Your goal
Only the lines below, from the one with "use once_cell::sync::OnceCell;" through the one with "fn get_by_key(&self, key: &BeanKey)", are to be written out, exactly.

Materials provided
★ ★ ★ ★ ★

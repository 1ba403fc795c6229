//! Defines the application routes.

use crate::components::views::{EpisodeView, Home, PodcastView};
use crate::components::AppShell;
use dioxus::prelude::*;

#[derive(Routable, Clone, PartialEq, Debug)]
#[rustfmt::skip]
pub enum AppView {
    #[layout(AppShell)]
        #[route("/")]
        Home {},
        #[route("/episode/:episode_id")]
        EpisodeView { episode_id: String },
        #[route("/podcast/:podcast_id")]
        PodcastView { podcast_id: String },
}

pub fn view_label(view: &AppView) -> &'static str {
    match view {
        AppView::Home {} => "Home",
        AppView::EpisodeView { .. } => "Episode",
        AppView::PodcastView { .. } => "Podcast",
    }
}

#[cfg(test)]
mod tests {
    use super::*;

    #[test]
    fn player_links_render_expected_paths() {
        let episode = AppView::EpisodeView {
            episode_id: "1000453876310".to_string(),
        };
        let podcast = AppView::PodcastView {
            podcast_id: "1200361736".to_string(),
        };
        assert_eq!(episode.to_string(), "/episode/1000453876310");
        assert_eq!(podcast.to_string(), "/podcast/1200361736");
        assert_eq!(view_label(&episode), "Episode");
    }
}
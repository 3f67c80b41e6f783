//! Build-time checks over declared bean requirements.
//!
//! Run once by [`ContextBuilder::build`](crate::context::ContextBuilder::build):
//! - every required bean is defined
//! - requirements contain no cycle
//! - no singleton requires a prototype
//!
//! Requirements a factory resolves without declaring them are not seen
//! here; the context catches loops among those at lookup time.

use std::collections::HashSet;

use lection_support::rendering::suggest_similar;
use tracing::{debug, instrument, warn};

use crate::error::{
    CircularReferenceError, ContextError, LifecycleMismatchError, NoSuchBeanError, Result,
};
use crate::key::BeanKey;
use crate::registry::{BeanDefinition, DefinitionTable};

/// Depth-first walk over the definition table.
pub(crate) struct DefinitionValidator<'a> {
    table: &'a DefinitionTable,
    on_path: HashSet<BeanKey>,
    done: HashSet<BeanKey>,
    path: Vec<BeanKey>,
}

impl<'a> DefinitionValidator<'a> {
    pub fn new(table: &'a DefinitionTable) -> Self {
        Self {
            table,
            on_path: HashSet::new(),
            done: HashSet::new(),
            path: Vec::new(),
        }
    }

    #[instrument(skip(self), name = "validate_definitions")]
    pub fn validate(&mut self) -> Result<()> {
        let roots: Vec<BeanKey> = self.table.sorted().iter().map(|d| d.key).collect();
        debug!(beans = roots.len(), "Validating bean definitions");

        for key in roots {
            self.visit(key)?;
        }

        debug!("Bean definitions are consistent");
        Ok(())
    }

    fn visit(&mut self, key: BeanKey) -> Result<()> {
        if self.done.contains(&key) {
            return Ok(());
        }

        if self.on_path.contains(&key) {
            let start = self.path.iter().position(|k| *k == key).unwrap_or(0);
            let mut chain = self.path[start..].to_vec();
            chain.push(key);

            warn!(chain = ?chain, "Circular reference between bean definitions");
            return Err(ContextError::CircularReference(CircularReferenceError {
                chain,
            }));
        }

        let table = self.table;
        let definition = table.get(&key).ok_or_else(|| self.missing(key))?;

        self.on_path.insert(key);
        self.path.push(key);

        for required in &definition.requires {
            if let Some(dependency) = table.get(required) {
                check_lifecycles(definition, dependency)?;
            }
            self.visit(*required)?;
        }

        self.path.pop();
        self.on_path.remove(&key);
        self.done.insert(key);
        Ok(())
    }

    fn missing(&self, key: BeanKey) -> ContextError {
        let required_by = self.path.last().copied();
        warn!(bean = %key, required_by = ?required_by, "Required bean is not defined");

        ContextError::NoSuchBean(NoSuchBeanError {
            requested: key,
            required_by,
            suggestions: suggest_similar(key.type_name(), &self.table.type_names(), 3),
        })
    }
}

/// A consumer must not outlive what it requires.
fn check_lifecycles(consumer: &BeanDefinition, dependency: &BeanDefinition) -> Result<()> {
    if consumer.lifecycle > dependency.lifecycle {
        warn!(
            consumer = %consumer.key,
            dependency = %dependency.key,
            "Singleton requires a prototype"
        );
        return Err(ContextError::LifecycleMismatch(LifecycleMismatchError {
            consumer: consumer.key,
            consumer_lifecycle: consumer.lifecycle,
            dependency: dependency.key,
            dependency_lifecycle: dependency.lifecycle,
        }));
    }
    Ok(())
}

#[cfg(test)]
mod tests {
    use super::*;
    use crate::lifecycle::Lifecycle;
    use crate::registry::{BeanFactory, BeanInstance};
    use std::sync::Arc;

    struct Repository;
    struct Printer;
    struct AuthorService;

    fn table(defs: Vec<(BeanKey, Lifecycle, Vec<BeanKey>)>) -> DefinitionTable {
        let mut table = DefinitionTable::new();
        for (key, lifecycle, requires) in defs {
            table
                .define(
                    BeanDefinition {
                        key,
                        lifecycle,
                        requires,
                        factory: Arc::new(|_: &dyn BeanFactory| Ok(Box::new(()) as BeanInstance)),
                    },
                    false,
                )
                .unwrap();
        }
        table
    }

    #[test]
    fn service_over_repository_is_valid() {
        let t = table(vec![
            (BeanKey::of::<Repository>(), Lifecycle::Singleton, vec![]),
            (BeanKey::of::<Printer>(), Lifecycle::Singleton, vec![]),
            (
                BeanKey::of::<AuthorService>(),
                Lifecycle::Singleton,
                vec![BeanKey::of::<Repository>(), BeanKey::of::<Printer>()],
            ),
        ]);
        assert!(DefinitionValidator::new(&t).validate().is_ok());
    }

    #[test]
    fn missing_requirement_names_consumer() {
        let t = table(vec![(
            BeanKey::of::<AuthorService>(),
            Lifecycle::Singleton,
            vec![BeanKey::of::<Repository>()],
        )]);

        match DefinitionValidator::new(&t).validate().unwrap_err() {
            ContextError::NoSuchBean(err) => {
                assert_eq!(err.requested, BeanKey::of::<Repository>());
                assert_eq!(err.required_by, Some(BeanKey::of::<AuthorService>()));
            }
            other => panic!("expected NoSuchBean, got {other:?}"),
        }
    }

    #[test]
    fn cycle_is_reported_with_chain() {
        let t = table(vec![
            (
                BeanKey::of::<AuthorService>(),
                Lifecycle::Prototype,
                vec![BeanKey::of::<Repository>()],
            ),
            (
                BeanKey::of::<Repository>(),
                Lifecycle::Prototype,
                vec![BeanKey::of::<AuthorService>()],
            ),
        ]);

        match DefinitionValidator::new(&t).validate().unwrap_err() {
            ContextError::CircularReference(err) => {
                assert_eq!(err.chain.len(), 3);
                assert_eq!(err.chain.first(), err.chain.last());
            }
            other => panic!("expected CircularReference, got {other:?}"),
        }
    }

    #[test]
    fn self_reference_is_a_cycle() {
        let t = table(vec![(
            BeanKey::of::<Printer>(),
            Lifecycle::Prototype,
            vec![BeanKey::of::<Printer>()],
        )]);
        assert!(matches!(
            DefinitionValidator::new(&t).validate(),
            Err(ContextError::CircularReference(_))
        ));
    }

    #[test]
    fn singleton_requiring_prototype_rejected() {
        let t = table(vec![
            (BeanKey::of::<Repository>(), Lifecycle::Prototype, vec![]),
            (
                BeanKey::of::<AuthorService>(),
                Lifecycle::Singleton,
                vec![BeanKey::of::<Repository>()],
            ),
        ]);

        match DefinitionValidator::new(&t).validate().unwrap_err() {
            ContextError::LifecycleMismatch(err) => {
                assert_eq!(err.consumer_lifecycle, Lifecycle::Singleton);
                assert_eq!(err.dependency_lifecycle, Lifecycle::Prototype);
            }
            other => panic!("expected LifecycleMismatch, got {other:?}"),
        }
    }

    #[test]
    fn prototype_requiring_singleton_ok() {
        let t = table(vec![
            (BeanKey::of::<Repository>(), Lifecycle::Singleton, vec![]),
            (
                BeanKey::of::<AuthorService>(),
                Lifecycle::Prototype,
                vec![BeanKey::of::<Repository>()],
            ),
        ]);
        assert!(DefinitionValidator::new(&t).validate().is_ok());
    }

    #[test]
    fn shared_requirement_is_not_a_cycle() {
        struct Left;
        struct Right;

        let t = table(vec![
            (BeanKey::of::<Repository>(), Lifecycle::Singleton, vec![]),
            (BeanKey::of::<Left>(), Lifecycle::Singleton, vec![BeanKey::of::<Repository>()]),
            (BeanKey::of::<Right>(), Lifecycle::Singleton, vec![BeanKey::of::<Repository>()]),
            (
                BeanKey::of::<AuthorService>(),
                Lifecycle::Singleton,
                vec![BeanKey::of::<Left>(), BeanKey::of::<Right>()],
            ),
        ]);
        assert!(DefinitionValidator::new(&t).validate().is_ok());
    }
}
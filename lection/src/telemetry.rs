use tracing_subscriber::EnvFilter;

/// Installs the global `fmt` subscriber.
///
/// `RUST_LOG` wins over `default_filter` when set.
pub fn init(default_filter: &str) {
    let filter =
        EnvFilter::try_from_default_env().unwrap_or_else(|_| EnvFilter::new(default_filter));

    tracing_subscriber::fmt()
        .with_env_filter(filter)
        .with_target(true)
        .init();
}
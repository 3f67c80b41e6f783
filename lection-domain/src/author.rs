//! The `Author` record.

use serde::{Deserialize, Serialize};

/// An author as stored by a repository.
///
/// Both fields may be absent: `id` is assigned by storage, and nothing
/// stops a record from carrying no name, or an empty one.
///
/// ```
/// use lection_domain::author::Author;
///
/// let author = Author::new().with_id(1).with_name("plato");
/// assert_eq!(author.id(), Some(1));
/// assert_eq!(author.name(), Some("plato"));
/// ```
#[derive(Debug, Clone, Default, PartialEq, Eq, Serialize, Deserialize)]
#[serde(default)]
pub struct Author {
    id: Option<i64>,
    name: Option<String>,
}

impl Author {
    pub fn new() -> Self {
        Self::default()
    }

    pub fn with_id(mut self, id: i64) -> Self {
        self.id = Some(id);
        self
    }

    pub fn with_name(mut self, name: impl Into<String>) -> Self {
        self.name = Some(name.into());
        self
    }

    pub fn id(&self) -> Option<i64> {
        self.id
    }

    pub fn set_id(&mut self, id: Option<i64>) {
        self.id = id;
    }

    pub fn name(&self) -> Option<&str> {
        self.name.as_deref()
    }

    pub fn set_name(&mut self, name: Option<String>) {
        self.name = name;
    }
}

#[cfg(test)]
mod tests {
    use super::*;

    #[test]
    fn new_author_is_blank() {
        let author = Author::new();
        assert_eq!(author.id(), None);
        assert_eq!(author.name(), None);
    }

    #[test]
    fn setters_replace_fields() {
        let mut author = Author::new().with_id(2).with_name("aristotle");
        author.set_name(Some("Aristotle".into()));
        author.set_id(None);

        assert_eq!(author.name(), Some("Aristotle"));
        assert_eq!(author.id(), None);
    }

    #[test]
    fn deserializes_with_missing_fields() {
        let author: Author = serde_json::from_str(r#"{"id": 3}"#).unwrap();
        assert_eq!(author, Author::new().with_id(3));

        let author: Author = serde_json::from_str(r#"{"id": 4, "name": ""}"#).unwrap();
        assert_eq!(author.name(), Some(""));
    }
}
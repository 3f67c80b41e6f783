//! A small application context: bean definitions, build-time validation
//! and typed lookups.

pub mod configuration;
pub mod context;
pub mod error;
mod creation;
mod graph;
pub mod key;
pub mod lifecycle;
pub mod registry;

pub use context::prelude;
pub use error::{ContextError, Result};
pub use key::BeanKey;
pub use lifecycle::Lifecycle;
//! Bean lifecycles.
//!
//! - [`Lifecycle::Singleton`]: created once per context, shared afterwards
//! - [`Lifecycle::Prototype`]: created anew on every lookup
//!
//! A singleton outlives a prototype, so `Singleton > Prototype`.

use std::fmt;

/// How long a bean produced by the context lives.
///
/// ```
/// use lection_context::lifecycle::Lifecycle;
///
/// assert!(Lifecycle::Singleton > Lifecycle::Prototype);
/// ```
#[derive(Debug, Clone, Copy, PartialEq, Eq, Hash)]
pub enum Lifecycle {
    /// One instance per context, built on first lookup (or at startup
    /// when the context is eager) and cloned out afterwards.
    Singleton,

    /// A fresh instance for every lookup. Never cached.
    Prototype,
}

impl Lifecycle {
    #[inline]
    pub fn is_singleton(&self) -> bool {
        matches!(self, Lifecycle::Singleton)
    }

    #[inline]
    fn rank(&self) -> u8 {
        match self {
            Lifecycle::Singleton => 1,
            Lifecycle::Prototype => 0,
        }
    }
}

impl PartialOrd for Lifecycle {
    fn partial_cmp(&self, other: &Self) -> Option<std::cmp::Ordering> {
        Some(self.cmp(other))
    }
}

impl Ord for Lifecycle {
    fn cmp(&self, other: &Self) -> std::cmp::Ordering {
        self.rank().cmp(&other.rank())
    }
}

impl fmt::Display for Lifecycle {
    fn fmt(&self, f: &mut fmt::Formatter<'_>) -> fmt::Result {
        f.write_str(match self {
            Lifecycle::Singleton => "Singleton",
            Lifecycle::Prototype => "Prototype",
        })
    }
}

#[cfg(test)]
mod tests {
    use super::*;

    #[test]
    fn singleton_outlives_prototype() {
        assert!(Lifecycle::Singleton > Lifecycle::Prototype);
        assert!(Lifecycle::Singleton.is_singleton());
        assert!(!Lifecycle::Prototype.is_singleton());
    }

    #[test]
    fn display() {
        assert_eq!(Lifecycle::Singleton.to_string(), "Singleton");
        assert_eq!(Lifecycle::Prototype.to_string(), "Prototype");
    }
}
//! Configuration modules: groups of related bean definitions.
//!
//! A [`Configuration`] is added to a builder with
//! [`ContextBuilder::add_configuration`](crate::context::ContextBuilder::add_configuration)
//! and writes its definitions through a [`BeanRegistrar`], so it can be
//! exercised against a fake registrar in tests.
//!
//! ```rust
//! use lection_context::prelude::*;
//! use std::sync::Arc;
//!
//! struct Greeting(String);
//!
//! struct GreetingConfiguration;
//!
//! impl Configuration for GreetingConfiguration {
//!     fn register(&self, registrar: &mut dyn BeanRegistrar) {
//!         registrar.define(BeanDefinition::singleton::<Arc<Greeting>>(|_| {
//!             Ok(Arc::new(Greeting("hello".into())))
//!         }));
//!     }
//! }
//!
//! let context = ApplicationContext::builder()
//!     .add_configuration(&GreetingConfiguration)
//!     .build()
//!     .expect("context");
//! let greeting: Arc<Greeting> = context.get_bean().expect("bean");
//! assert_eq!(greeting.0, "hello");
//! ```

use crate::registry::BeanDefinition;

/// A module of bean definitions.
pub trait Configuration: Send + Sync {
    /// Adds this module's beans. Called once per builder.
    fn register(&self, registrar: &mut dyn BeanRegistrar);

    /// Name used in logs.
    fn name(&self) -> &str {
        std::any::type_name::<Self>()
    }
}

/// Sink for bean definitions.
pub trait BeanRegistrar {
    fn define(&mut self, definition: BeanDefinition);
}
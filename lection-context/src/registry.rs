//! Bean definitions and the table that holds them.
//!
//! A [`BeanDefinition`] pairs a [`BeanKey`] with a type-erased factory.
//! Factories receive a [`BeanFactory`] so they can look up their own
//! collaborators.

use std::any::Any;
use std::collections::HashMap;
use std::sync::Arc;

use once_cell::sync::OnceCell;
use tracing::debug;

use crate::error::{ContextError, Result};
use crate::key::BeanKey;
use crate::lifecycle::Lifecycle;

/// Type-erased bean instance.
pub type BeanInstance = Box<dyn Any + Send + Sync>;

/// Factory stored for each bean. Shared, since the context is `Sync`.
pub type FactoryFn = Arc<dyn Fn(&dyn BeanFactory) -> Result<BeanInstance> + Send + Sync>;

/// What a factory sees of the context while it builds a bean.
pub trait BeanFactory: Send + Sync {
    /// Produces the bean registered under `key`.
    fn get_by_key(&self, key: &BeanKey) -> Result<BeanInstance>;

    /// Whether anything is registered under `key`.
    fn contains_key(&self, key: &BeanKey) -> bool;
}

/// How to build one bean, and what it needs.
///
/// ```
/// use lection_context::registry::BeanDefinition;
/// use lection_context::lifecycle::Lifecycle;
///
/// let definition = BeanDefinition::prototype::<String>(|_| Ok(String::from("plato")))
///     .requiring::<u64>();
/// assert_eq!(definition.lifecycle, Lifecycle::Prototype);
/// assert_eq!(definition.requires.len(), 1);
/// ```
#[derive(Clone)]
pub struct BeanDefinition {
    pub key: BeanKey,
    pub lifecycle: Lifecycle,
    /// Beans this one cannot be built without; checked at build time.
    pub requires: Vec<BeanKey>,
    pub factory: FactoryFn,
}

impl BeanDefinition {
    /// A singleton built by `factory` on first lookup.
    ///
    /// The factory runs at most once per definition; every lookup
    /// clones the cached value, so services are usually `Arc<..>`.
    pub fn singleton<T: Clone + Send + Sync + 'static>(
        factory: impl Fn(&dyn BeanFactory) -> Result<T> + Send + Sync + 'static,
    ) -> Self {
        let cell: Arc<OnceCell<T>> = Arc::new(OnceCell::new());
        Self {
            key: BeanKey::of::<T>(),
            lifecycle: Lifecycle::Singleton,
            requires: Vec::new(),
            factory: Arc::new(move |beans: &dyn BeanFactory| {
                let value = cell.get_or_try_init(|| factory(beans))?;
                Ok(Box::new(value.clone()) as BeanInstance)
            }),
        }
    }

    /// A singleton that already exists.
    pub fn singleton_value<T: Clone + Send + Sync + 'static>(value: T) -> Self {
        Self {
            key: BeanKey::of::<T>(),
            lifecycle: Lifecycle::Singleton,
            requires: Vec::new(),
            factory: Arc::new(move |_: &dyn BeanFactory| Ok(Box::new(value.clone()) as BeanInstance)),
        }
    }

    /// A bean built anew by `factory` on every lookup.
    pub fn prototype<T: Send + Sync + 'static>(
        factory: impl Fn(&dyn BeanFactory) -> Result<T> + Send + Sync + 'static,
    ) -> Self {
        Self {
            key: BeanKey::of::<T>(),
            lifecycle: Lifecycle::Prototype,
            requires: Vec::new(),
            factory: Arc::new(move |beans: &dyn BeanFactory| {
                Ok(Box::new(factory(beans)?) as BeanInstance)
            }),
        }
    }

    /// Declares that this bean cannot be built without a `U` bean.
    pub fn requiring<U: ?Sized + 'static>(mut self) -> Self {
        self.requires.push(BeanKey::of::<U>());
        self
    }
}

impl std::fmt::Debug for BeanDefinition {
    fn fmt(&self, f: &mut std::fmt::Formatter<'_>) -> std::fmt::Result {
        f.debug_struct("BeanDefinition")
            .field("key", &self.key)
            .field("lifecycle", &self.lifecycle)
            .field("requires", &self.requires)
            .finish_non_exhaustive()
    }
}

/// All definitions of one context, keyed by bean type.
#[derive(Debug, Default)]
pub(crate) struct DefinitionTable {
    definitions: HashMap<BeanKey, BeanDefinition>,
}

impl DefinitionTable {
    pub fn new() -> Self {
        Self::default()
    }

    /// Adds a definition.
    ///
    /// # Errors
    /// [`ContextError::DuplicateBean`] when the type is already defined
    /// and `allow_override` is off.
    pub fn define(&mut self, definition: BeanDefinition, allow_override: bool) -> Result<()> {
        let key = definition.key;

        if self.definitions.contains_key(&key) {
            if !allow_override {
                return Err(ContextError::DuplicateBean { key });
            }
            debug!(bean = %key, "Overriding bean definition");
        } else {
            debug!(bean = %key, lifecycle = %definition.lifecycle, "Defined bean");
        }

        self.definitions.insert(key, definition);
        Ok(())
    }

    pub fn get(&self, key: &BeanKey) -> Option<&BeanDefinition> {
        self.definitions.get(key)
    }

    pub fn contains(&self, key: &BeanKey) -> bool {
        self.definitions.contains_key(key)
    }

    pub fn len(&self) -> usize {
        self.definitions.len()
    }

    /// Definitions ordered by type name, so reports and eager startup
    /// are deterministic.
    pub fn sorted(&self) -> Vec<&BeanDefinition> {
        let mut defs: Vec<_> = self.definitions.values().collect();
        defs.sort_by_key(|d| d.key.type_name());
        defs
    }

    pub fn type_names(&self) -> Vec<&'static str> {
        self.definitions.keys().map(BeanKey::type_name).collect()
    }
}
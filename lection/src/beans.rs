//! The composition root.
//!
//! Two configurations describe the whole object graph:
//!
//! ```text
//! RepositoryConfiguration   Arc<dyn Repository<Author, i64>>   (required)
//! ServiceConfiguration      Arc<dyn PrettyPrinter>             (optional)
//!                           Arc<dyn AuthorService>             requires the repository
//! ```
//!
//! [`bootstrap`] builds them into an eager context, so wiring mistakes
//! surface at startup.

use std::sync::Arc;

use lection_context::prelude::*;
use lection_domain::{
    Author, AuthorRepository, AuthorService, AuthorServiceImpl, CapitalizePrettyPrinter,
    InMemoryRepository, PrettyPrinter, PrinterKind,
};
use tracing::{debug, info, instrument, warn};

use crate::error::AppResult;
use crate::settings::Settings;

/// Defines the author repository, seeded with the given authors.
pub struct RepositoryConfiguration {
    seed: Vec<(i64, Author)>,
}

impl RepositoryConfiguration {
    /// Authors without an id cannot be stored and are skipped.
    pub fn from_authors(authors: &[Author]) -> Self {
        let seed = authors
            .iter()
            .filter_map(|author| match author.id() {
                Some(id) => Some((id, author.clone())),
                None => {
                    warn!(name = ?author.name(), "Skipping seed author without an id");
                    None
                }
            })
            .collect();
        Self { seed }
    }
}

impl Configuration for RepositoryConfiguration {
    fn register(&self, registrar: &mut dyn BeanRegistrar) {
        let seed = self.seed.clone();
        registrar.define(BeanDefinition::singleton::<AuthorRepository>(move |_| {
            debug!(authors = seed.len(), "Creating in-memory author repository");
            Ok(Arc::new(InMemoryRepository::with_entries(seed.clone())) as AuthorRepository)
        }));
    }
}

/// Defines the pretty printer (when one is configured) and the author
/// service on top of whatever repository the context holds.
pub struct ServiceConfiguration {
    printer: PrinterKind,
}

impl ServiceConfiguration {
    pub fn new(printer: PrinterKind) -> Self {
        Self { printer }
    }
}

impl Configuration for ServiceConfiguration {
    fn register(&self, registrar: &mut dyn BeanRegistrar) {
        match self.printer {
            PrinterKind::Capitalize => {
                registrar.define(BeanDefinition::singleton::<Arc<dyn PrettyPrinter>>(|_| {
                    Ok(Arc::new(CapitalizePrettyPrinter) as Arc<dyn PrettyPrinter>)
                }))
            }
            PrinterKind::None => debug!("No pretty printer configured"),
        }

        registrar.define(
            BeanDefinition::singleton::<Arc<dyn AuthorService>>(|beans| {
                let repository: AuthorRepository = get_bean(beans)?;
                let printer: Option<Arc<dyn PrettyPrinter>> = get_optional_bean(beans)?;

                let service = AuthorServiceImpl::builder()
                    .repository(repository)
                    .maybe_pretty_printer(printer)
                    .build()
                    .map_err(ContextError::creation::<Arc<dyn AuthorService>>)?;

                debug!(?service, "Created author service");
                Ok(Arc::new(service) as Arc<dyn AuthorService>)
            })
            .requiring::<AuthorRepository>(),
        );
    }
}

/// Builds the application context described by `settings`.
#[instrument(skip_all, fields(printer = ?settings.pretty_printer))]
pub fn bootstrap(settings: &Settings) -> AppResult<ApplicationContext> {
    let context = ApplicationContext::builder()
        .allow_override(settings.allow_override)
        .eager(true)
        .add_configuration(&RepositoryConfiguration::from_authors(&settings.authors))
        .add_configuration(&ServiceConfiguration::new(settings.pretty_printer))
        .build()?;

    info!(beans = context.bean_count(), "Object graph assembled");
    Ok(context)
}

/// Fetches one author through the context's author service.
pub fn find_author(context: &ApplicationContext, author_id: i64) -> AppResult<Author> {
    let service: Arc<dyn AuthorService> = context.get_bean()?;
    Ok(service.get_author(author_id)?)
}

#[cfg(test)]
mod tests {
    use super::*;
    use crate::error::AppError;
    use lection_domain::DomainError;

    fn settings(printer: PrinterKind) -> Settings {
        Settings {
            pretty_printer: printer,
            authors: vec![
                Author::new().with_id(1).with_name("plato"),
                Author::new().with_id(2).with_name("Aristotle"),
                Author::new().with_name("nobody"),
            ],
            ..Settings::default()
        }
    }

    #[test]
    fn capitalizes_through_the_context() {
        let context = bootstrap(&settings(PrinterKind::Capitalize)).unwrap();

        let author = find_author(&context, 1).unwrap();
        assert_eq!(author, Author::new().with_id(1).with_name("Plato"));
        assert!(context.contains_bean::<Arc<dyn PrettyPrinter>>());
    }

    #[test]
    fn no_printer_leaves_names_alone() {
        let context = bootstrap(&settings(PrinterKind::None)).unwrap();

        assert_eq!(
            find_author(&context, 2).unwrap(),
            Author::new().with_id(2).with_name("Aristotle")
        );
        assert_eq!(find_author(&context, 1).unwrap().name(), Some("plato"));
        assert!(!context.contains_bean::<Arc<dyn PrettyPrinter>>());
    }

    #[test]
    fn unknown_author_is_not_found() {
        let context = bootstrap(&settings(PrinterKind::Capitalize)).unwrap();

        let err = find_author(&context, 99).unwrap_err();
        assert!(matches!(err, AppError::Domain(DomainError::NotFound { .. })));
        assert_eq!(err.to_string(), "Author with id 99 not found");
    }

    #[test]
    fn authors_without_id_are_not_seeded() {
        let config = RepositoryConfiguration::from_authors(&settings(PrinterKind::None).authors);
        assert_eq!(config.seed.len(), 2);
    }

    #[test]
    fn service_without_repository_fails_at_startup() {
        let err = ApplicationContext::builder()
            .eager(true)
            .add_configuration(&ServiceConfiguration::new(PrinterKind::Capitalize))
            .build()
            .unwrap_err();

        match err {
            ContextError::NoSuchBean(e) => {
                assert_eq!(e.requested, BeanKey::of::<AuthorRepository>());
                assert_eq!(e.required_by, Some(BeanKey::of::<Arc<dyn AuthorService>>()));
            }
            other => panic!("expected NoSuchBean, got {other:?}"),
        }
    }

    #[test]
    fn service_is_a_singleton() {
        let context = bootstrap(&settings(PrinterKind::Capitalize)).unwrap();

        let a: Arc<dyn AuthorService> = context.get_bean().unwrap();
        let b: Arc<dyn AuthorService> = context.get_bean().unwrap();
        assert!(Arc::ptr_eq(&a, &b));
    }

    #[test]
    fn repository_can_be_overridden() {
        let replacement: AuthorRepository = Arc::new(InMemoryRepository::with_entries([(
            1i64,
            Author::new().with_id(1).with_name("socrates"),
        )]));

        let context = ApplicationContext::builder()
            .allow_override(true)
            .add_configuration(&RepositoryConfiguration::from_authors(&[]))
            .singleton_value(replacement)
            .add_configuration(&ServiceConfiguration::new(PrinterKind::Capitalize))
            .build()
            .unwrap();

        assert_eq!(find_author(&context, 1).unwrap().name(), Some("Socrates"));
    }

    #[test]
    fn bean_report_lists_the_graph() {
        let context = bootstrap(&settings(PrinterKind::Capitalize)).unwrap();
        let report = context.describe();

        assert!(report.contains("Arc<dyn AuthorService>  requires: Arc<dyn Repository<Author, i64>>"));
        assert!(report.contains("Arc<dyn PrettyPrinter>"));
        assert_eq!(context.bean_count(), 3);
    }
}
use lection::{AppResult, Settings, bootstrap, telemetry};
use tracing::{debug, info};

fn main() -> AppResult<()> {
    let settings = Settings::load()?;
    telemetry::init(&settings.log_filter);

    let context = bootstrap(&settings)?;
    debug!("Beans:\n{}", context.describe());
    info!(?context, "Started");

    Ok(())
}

★ ★ ★ ★ ★

Output of the task
use once_cell::sync::OnceCell;
use tracing::debug;

use crate::error::{ContextError, Result};
use crate::key::BeanKey;
use crate::lifecycle::Lifecycle;

/// Type-erased bean instance.
pub type BeanInstance = Box<dyn Any + Send + Sync>;

/// Factory stored for each bean. Shared, since the context is `Sync`.
pub type FactoryFn = Arc<dyn Fn(&dyn BeanFactory) -> Result<BeanInstance> + Send + Sync>;

/// What a factory sees of the context while it builds a bean.
pub trait BeanFactory: Send + Sync {
    /// Produces the bean registered under `key`.
    fn get_by_key(&self, key: &BeanKey) -> Result<BeanInstance>;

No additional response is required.